[EXERCISE OBJECTIVE] Filter the listing below down to the lines with the word "stats" and copy those.

============================================================

//! Per-pair measurement loop
//!
//! `TraceRunner` executes one (target, workload) pair end to end: surface
//! acquisition, the timed replay loop, the adaptive stop decision, and the
//! final summary emission. The target's cleanup hook runs on every exit
//! path, including measurement failures mid-loop.

use crate::clock::{Tick, TickClock};
use crate::convergence::{ConvergenceController, ConvergenceState};
use crate::engine::{ReplayContext, ReplayEngine};
use crate::error::{Result, TrazarError};
use crate::report::Reporter;
use crate::session::SessionConfig;
use crate::stats::Statistics;
use crate::target::{Content, Surface, Target};
use crate::workload::Workload;

/// Runs the timed replay loop for one (target, workload) pair
pub struct TraceRunner {
    clock: TickClock,
    controller: ConvergenceController,
}

impl TraceRunner {
    /// Create a runner; one instance serves a whole session
    #[must_use]
    pub fn new() -> Self {
        Self {
            clock: TickClock::new(),
            controller: ConvergenceController::new(),
        }
    }

    /// Measure one pair, appending elapsed ticks into `samples`
    ///
    /// The buffer is session-owned and cleared here at the start of each
    /// pair. `sequence` is the per-target report-ordering label.
    ///
    /// # Errors
    /// Surface-creation, replay, and clock failures propagate to the
    /// session, which reports them and moves on to the next pair.
    #[allow(clippy::too_many_arguments)]
    pub fn run(
        &mut self,
        target: &dyn Target,
        workload: &Workload,
        config: &SessionConfig,
        engine: &mut dyn ReplayEngine,
        samples: &mut Vec<Tick>,
        reporter: &mut Reporter,
        sequence: usize,
    ) -> Result<()> {
        samples.clear();
        self.controller.reset();

        let mut surface = target
            .create_surface(Content::ColorAlpha, 1, 1)
            .map_err(|_| TrazarError::SurfaceCreation {
                target: target.name().to_string(),
            })?;
        self.clock.set_synchronize(target.sync_hook());

        let want_summary = reporter.summary_enabled() || config.json_output.is_some();
        if want_summary {
            reporter.pair_prefix(sequence, target.name(), &workload.name)?;
        }

        let result = self.measure(
            target,
            workload,
            config,
            engine,
            samples,
            reporter,
            surface.as_mut(),
            want_summary,
        );

        target.cleanup();
        result
    }

    #[allow(clippy::too_many_arguments)]
    fn measure(
        &mut self,
        target: &dyn Target,
        workload: &Workload,
        config: &SessionConfig,
        engine: &mut dyn ReplayEngine,
        samples: &mut Vec<Tick>,
        reporter: &mut Reporter,
        surface: &mut dyn Surface,
        want_summary: bool,
    ) -> Result<()> {
        for i in 0..config.iterations {
            self.clock.yield_before_measurement();
            self.clock.start();

            let mut ctx = ReplayContext::new(surface, target);
            engine.replay(&mut ctx, workload)?;
            // Queue a trivial write so stop() times completed work, not
            // merely enqueued commands.
            surface.clear();

            let elapsed = self.clock.stop()?;
            samples.push(elapsed);

            if reporter.raw_enabled() {
                reporter.raw_sample(
                    target.name(),
                    &target.content().to_string(),
                    &workload.name,
                    elapsed,
                    i == 0,
                )?;
            } else if !config.exact_iterations
                && self.controller.observe(samples) == ConvergenceState::Converged
            {
                break;
            }
        }

        if want_summary {
            if let Some(stats) = Statistics::compute(samples) {
                reporter.summary_stats(&stats)?;
            }
        }
        if reporter.raw_enabled() {
            reporter.raw_finish()?;
        }
        Ok(())
    }
}

impl Default for TraceRunner {
    fn default() -> Self {
        Self::new()
    }
}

============================================================

[RESULT]
use crate::stats::Statistics;
            if let Some(stats) = Statistics::compute(samples) {
                reporter.summary_stats(&stats)?;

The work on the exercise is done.